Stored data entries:
╭──
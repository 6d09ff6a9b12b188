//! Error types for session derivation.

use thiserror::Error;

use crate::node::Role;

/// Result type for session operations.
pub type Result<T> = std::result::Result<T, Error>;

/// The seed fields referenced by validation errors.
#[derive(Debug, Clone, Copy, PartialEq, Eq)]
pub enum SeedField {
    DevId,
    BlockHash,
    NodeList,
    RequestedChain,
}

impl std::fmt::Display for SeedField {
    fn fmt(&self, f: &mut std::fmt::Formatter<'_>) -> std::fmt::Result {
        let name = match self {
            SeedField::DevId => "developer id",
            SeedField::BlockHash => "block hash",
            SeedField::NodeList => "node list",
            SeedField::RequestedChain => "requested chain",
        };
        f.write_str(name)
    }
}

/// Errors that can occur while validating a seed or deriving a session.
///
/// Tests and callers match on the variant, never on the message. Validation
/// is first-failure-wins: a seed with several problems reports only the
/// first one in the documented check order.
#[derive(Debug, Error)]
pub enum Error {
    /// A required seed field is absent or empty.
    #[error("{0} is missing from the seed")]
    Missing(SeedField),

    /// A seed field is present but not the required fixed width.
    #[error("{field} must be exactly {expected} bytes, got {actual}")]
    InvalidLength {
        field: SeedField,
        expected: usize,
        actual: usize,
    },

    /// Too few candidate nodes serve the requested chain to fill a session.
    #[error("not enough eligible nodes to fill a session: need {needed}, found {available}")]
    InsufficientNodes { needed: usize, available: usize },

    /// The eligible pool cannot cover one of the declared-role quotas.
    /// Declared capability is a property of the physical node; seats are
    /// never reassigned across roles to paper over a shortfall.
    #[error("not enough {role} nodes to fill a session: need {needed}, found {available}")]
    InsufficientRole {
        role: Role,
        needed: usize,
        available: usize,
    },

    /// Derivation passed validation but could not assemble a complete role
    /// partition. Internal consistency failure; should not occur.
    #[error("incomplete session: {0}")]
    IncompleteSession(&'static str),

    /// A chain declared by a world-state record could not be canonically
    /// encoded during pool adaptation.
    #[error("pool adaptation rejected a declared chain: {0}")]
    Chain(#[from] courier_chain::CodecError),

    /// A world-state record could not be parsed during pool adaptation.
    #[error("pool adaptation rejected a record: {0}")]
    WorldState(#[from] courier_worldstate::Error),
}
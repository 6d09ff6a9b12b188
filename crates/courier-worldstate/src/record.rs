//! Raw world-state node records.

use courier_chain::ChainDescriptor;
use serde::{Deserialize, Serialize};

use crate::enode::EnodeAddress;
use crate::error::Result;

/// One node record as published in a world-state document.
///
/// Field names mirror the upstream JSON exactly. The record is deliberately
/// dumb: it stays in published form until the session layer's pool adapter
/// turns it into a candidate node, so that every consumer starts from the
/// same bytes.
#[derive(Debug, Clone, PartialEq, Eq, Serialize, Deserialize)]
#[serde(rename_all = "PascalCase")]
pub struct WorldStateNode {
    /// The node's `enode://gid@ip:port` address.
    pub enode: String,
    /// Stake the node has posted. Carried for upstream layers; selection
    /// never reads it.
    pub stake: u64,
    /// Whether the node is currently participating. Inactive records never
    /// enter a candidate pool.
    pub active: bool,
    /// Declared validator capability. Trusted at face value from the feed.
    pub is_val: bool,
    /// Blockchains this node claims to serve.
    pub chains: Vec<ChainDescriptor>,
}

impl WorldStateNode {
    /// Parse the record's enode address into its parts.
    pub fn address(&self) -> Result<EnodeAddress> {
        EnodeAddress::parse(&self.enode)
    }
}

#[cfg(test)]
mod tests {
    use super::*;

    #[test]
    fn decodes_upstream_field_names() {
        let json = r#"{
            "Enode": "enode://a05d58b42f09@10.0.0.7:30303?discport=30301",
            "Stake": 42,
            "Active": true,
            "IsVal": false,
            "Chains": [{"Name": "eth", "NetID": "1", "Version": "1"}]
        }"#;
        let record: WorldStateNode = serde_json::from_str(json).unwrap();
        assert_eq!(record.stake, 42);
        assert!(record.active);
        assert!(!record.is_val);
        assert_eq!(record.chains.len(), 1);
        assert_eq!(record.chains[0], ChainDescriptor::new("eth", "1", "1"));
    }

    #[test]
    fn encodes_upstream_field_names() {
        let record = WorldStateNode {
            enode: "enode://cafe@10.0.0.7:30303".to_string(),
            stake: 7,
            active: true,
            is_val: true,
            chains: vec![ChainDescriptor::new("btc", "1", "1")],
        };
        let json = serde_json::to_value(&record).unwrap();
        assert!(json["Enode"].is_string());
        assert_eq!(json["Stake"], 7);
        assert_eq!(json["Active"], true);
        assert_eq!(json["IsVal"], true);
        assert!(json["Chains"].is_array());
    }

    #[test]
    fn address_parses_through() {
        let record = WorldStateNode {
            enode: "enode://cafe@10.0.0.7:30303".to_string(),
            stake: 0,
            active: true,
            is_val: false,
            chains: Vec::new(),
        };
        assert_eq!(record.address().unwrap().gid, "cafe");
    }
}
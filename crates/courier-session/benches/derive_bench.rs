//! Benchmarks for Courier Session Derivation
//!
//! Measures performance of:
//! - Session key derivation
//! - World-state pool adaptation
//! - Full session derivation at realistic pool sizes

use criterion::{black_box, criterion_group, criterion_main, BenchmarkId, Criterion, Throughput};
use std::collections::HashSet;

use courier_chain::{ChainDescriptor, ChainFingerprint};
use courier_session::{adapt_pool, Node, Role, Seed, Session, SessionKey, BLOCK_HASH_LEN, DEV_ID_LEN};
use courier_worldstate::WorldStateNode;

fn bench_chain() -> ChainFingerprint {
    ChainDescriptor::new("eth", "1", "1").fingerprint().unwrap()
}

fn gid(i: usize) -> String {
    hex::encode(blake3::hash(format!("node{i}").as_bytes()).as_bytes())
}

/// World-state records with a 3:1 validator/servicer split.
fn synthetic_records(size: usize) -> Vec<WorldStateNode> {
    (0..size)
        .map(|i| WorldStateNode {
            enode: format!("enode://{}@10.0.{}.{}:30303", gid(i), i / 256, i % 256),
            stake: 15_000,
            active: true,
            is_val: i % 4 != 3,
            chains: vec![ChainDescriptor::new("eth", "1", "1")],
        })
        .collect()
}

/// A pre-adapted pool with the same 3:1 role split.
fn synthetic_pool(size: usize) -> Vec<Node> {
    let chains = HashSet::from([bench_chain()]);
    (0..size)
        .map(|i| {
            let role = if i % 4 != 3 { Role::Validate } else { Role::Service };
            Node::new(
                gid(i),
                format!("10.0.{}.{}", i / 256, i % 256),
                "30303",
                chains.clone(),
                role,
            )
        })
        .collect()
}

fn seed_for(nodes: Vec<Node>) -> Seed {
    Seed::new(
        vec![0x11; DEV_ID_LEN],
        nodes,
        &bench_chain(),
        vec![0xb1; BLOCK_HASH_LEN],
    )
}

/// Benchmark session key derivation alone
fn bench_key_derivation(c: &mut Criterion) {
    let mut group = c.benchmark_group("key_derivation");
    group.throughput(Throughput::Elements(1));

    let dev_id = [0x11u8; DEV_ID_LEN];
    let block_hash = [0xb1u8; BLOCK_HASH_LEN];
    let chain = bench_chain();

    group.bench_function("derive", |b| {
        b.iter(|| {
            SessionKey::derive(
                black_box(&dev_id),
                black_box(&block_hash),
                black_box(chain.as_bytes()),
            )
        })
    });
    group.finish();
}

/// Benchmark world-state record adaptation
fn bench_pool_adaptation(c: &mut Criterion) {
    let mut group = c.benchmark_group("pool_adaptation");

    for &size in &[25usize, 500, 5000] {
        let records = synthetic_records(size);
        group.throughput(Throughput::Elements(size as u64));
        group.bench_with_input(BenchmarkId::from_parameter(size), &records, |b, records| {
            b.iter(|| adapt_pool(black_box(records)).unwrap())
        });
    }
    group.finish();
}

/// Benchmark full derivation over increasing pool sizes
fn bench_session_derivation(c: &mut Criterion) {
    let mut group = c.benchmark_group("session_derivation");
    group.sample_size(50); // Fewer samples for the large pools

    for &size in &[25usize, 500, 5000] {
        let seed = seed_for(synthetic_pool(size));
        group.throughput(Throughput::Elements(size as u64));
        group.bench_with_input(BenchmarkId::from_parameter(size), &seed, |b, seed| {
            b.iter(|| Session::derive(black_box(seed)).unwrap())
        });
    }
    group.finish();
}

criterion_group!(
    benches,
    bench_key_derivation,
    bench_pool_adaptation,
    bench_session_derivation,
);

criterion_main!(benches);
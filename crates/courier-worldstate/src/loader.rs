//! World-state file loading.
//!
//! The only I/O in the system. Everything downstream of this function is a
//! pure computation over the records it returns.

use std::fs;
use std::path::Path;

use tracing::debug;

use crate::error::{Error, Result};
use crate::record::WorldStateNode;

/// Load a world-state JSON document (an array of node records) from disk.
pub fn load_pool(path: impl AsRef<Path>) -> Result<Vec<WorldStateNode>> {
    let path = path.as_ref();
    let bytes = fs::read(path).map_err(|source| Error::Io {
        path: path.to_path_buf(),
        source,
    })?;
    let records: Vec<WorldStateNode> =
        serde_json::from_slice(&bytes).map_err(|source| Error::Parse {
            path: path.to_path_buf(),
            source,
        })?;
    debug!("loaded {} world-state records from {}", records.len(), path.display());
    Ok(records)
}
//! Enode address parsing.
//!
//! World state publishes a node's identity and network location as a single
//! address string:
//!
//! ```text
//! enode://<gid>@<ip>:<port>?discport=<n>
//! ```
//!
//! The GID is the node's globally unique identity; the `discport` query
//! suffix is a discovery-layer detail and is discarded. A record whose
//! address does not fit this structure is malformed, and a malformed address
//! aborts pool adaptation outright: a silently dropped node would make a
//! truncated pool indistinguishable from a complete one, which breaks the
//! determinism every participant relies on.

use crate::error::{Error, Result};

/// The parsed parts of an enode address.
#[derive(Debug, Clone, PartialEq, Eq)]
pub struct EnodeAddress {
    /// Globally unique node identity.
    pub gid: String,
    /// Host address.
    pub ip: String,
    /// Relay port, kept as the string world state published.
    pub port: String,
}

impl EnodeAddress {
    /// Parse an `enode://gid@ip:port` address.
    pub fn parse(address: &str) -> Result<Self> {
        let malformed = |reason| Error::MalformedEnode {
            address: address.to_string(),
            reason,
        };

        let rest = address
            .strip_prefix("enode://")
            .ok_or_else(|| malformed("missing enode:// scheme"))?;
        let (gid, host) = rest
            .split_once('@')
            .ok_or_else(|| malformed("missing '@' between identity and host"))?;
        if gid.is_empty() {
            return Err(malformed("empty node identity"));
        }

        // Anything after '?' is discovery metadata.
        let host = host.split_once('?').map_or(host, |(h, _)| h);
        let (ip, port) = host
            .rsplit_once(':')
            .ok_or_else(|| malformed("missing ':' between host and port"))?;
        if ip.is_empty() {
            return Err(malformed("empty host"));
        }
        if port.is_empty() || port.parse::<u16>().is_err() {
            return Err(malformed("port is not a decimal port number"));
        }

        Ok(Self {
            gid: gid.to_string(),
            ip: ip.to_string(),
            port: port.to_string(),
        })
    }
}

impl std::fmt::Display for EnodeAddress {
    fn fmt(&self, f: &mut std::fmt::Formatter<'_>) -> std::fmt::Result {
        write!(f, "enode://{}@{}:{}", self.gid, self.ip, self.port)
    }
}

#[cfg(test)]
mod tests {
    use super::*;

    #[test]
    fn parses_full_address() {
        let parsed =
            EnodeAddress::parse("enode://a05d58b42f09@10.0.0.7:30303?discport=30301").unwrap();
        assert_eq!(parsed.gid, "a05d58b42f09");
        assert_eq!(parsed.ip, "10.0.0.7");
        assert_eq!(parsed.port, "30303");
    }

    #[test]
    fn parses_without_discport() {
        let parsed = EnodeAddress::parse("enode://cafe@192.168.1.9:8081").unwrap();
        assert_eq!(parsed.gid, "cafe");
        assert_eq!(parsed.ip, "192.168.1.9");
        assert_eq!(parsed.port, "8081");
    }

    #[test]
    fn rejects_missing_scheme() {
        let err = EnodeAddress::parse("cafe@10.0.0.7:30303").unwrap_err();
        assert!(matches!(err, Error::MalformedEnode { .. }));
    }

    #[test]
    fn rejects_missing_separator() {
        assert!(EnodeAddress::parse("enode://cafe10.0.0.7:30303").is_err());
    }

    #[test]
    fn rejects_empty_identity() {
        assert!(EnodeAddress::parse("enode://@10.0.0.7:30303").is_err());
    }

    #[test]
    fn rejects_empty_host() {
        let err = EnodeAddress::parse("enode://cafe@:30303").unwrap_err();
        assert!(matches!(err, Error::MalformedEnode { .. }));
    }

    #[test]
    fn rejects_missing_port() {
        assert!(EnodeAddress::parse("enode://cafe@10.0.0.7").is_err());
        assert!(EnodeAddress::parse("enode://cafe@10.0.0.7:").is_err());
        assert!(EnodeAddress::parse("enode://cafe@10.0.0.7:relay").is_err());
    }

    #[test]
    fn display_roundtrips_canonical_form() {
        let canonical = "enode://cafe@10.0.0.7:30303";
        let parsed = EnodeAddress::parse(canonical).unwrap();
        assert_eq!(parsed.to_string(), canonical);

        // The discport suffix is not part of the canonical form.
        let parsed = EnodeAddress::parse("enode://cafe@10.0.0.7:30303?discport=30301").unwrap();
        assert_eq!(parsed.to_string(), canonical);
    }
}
╰──
Work to complete:
Please output only the lines from the first line of the entries through the line with "is missing from", both included, exactly as written.

Response for this exercise:
repository 6d09ff6a9b12b188
//! Error types for session derivation.

use thiserror::Error;

use crate::node::Role;

/// Result type for session operations.
pub type Result<T> = std::result::Result<T, Error>;

/// The seed fields referenced by validation errors.
#[derive(Debug, Clone, Copy, PartialEq, Eq)]
pub enum SeedField {
    DevId,
    BlockHash,
    NodeList,
    RequestedChain,
}

impl std::fmt::Display for SeedField {
    fn fmt(&self, f: &mut std::fmt::Formatter<'_>) -> std::fmt::Result {
        let name = match self {
            SeedField::DevId => "developer id",
            SeedField::BlockHash => "block hash",
            SeedField::NodeList => "node list",
            SeedField::RequestedChain => "requested chain",
        };
        f.write_str(name)
    }
}

/// Errors that can occur while validating a seed or deriving a session.
///
/// Tests and callers match on the variant, never on the message. Validation
/// is first-failure-wins: a seed with several problems reports only the
/// first one in the documented check order.
#[derive(Debug, Error)]
pub enum Error {
    /// A required seed field is absent or empty.
    #[error("{0} is missing from the seed")]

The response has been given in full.